Workers at Burnley in Lancashire and Chatham in Kent are the first in the UK to move from work to the office since the pandemic began, latest figures suggest.
According to the think tank Center for Cities, weekday frequency in these two locations – suggesting people walking to and from offices and other workplaces and lunchtime activities on the main street – has returned to pre-pandemic levels.
In contrast, London remains the location with the lowest frequency on weekdays, which is 44 percent of normal activity prior to March 2020.
The numbers are published in the Center for Cities monthly High Streets Recovery Tracker for September, which shows the average weekday frequency across the UK is 67 percent of pre-pandemic levels.
That is a 60 percent increase in August, suggesting a shift away from home work after the summer vacation.
The think tank said the high activity in the centers of Burnley and Chatham indicated fewer people in those cities are able to do jobs that can be done from home, such as manual labor, factory labor and army barracks. With the end of the vacation in September, more workers will be called back to the office.

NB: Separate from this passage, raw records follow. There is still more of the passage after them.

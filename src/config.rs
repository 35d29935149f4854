/*!
 * Configuration types for podwatch
 */

use crate::error::ConfigError;
use serde::{Deserialize, Serialize};
use std::path::{Path, PathBuf};
use std::time::Duration;

/// Top-level daemon configuration, loaded once at startup from TOML
#[derive(Debug, Clone, Default, Serialize, Deserialize)]
pub struct DaemonConfig {
    #[serde(default)]
    pub log: LogConfig,

    #[serde(default)]
    pub ingest: IngestConfig,

    #[serde(default)]
    pub faults: FaultConfig,

    #[serde(default)]
    pub topology: TopologyConfig,

    #[serde(default)]
    pub pingmesh: PingMeshSettings,

    #[serde(default)]
    pub api: ApiConfig,
}

/// Logging output settings
#[derive(Debug, Clone, Default, Serialize, Deserialize)]
pub struct LogConfig {
    /// Log level for diagnostic output
    #[serde(default)]
    pub level: LogLevel,

    /// Log file path (None = stdout)
    #[serde(default)]
    pub file: Option<PathBuf>,

    /// Enable verbose logging (shorthand for level = debug)
    #[serde(default)]
    pub verbose: bool,
}

/// Fault report admission settings
#[derive(Debug, Clone, Serialize, Deserialize)]
pub struct IngestConfig {
    /// Resource origins allowed to submit fault reports
    #[serde(default = "default_allowed_origins")]
    pub allowed_origins: Vec<String>,

    /// Token bucket rate per origin (reports per second, also the burst size)
    #[serde(default = "default_rate_per_second")]
    pub rate_per_second: u32,
}

impl Default for IngestConfig {
    fn default() -> Self {
        Self {
            allowed_origins: default_allowed_origins(),
            rate_per_second: default_rate_per_second(),
        }
    }
}

/// Fault lifecycle settings
#[derive(Debug, Clone, Serialize, Deserialize)]
pub struct FaultConfig {
    /// Grace window before a recover may remove a fault, in seconds
    #[serde(default = "default_grace_period_secs")]
    pub grace_period_secs: u64,

    /// Deletion worker poll interval when its queue is empty, in milliseconds
    #[serde(default = "default_idle_poll_ms")]
    pub idle_poll_ms: u64,

    /// JSON file mapping severity levels to fault codes
    #[serde(default)]
    pub catalog_path: Option<PathBuf>,
}

impl Default for FaultConfig {
    fn default() -> Self {
        Self {
            grace_period_secs: default_grace_period_secs(),
            idle_poll_ms: default_idle_poll_ms(),
            catalog_path: None,
        }
    }
}

impl FaultConfig {
    pub fn grace_period(&self) -> Duration {
        Duration::from_secs(self.grace_period_secs)
    }

    pub fn idle_poll(&self) -> Duration {
        Duration::from_millis(self.idle_poll_ms)
    }
}

/// Topology reconciliation settings
#[derive(Debug, Clone, Serialize, Deserialize)]
pub struct TopologyConfig {
    /// Reconciliation tick, in seconds
    #[serde(default = "default_reconcile_interval_secs")]
    pub reconcile_interval_secs: u64,

    /// Maximum superpods processed per reconciliation cycle
    #[serde(default = "default_batch_size")]
    pub batch_size: usize,

    /// Root of the per-superpod file tree
    #[serde(default = "default_file_root")]
    pub file_root: PathBuf,

    /// Namespace for published config objects
    #[serde(default = "default_namespace")]
    pub namespace: String,

    /// Directory backing the config-object store (None = in-memory only)
    #[serde(default)]
    pub object_dir: Option<PathBuf>,
}

impl Default for TopologyConfig {
    fn default() -> Self {
        Self {
            reconcile_interval_secs: default_reconcile_interval_secs(),
            batch_size: default_batch_size(),
            file_root: default_file_root(),
            namespace: default_namespace(),
            object_dir: None,
        }
    }
}

impl TopologyConfig {
    pub fn reconcile_interval(&self) -> Duration {
        Duration::from_secs(self.reconcile_interval_secs)
    }
}

/// Network detection (PingMesh) settings
#[derive(Debug, Clone, Serialize, Deserialize)]
pub struct PingMeshSettings {
    /// JSON file holding the per-superpod detection configuration
    #[serde(default)]
    pub config_path: Option<PathBuf>,

    /// How often the configuration source is re-read, in seconds
    #[serde(default = "default_check_interval_secs")]
    pub check_interval_secs: u64,

    /// Where the effective detection configuration is written for the controller
    #[serde(default = "default_pingmesh_output")]
    pub output_file: PathBuf,

    /// Detection controller program (None = log-only controller)
    #[serde(default)]
    pub controller_program: Option<PathBuf>,

    /// Arguments passed to the controller program
    #[serde(default)]
    pub controller_args: Vec<String>,
}

impl Default for PingMeshSettings {
    fn default() -> Self {
        Self {
            config_path: None,
            check_interval_secs: default_check_interval_secs(),
            output_file: default_pingmesh_output(),
            controller_program: None,
            controller_args: Vec::new(),
        }
    }
}

impl PingMeshSettings {
    pub fn check_interval(&self) -> Duration {
        Duration::from_secs(self.check_interval_secs)
    }
}

/// HTTP ingress settings
#[derive(Debug, Clone, Serialize, Deserialize)]
pub struct ApiConfig {
    /// Enable the HTTP ingress
    #[serde(default = "default_true")]
    pub enabled: bool,

    /// Bind address
    #[serde(default = "default_bind")]
    pub bind: String,
}

impl Default for ApiConfig {
    fn default() -> Self {
        Self {
            enabled: true,
            bind: default_bind(),
        }
    }
}

/// Log level for diagnostic output
#[derive(Debug, Clone, Copy, PartialEq, Eq, Serialize, Deserialize, Default)]
#[serde(rename_all = "lowercase")]
pub enum LogLevel {
    /// Only errors
    Error,

    /// Warnings and errors
    Warn,

    /// Info, warnings, and errors
    #[default]
    Info,

    /// Debug and above
    Debug,

    /// All messages including traces
    Trace,
}

impl LogLevel {
    /// Convert to tracing::Level
    pub fn to_tracing_level(&self) -> tracing::Level {
        match self {
            LogLevel::Error => tracing::Level::ERROR,
            LogLevel::Warn => tracing::Level::WARN,
            LogLevel::Info => tracing::Level::INFO,
            LogLevel::Debug => tracing::Level::DEBUG,
            LogLevel::Trace => tracing::Level::TRACE,
        }
    }
}

fn default_true() -> bool {
    true
}

fn default_allowed_origins() -> Vec<String> {
    vec!["npu-agent".to_string(), "node-agent".to_string()]
}

fn default_rate_per_second() -> u32 {
    100
}

fn default_grace_period_secs() -> u64 {
    5
}

fn default_idle_poll_ms() -> u64 {
    500
}

fn default_reconcile_interval_secs() -> u64 {
    5
}

fn default_batch_size() -> usize {
    5
}

fn default_file_root() -> PathBuf {
    PathBuf::from("/var/lib/podwatch/superpods")
}

fn default_namespace() -> String {
    "cluster-system".to_string()
}

fn default_check_interval_secs() -> u64 {
    10
}

fn default_pingmesh_output() -> PathBuf {
    PathBuf::from("/var/lib/podwatch/superpods/pingmesh.json")
}

fn default_bind() -> String {
    "127.0.0.1:8750".to_string()
}

impl DaemonConfig {
    /// Load configuration from a TOML file
    pub fn from_file(path: &Path) -> Result<Self, ConfigError> {
        let contents = std::fs::read_to_string(path).map_err(|source| ConfigError::Read {
            path: path.to_path_buf(),
            source,
        })?;
        let config: DaemonConfig = toml::from_str(&contents).map_err(|e| ConfigError::Parse {
            path: path.to_path_buf(),
            message: e.to_string(),
        })?;
        config.validate()?;
        Ok(config)
    }

    /// Render the configuration as TOML
    pub fn to_toml(&self) -> Result<String, ConfigError> {
        toml::to_string_pretty(self).map_err(|e| ConfigError::Invalid(e.to_string()))
    }

    /// Reject values the daemon cannot run with
    pub fn validate(&self) -> Result<(), ConfigError> {
        if self.ingest.allowed_origins.is_empty() {
            return Err(ConfigError::Invalid(
                "ingest.allowed_origins must name at least one origin".to_string(),
            ));
        }

        if self.ingest.rate_per_second == 0 {
            return Err(ConfigError::Invalid(
                "ingest.rate_per_second must be greater than 0".to_string(),
            ));
        }

        if self.faults.grace_period_secs == 0 {
            return Err(ConfigError::Invalid(
                "faults.grace_period_secs must be greater than 0".to_string(),
            ));
        }

        if self.faults.idle_poll_ms == 0 || self.faults.idle_poll_ms > 1000 {
            return Err(ConfigError::Invalid(
                "faults.idle_poll_ms must be within 1-1000".to_string(),
            ));
        }

        if self.topology.reconcile_interval_secs == 0 {
            return Err(ConfigError::Invalid(
                "topology.reconcile_interval_secs must be greater than 0".to_string(),
            ));
        }

        if self.topology.batch_size == 0 {
            return Err(ConfigError::Invalid(
                "topology.batch_size must be at least 1".to_string(),
            ));
        }

        if self.topology.namespace.is_empty() {
            return Err(ConfigError::Invalid(
                "topology.namespace must not be empty".to_string(),
            ));
        }

        if self.pingmesh.check_interval_secs == 0 {
            return Err(ConfigError::Invalid(
                "pingmesh.check_interval_secs must be greater than 0".to_string(),
            ));
        }

        Ok(())
    }
}

#[cfg(test)]
mod tests {
    use super::*;
    use std::io::Write;
    use tempfile::NamedTempFile;

    #[test]
    fn test_defaults_are_valid() {
        let config = DaemonConfig::default();
        assert!(config.validate().is_ok());
        assert_eq!(config.faults.grace_period(), Duration::from_secs(5));
        assert_eq!(config.faults.idle_poll(), Duration::from_millis(500));
        assert_eq!(config.topology.batch_size, 5);
        assert_eq!(config.ingest.rate_per_second, 100);
    }

    #[test]
    fn test_partial_toml_uses_defaults() {
        let toml_str = r#"
            [ingest]
            allowed_origins = ["npu-agent"]

            [topology]
            batch_size = 10
        "#;

        let config: DaemonConfig = toml::from_str(toml_str).unwrap();
        assert_eq!(config.ingest.allowed_origins, vec!["npu-agent".to_string()]);
        assert_eq!(config.ingest.rate_per_second, 100);
        assert_eq!(config.topology.batch_size, 10);
        assert_eq!(config.topology.reconcile_interval_secs, 5);
        assert_eq!(config.log.level, LogLevel::Info);
    }

    #[test]
    fn test_from_file_rejects_invalid_values() {
        let mut file = NamedTempFile::new().unwrap();
        writeln!(file, "[topology]\nbatch_size = 0").unwrap();

        let err = DaemonConfig::from_file(file.path()).unwrap_err();
        assert!(matches!(err, ConfigError::Invalid(_)));
    }

    #[test]
    fn test_from_file_reports_parse_errors() {
        let mut file = NamedTempFile::new().unwrap();
        writeln!(file, "[faults\ngrace_period_secs = ").unwrap();

        let err = DaemonConfig::from_file(file.path()).unwrap_err();
        assert!(matches!(err, ConfigError::Parse { .. }));
    }

    #[test]
    fn test_toml_roundtrip() {
        let config = DaemonConfig::default();
        let rendered = config.to_toml().unwrap();
        let parsed: DaemonConfig = toml::from_str(&rendered).unwrap();
        assert_eq!(parsed.topology.namespace, config.topology.namespace);
        assert_eq!(parsed.api.bind, config.api.bind);
    }

    #[test]
    fn test_log_level_conversion() {
        assert_eq!(LogLevel::Error.to_tracing_level(), tracing::Level::ERROR);
        assert_eq!(LogLevel::Debug.to_tracing_level(), tracing::Level::DEBUG);
    }
}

The overall footfall in the centers of the UK’s 63 largest cities continued to rise, underscoring the shift away from home work.
The largest increases were in Sheffield, Nottingham and Chatham.
But ten major cities and city centers saw declines – including seaside resorts like Blackpool, Bournemouth and Southend, where activity would have been artificially higher during the August residential boom.
In Blackpool, Swansea, Burnley, Chatham, Sunderland and Dundee, overall frequency – which includes weekend activities and workers on Main Street – is back to pre-pandemic levels or higher.
In London, it is 49 percent of the pre-pandemic level. Academics believe that the capital and other major cities are suffering from a “zoom shock” where a high proportion of the workforce can settle in the suburbs and do business virtually.
But the gradual move away from home work in many smaller cities is being welcomed by ministers as they strive to get civil servants and other employees back into the office after Treasury Department internal estimates have calculated that it will cost the economy £ 30 billion a year.
Blackpool high street activity is 123 percent of its pre-March 2020 level, suggesting the seaside resort is still attracting visitors despite the decline since August.
Outside the capital, Milton Keynes, Oxford, Luton and Slough are the least frequented places – all major centers for office and other computer-based office work that can be zoomed in at home.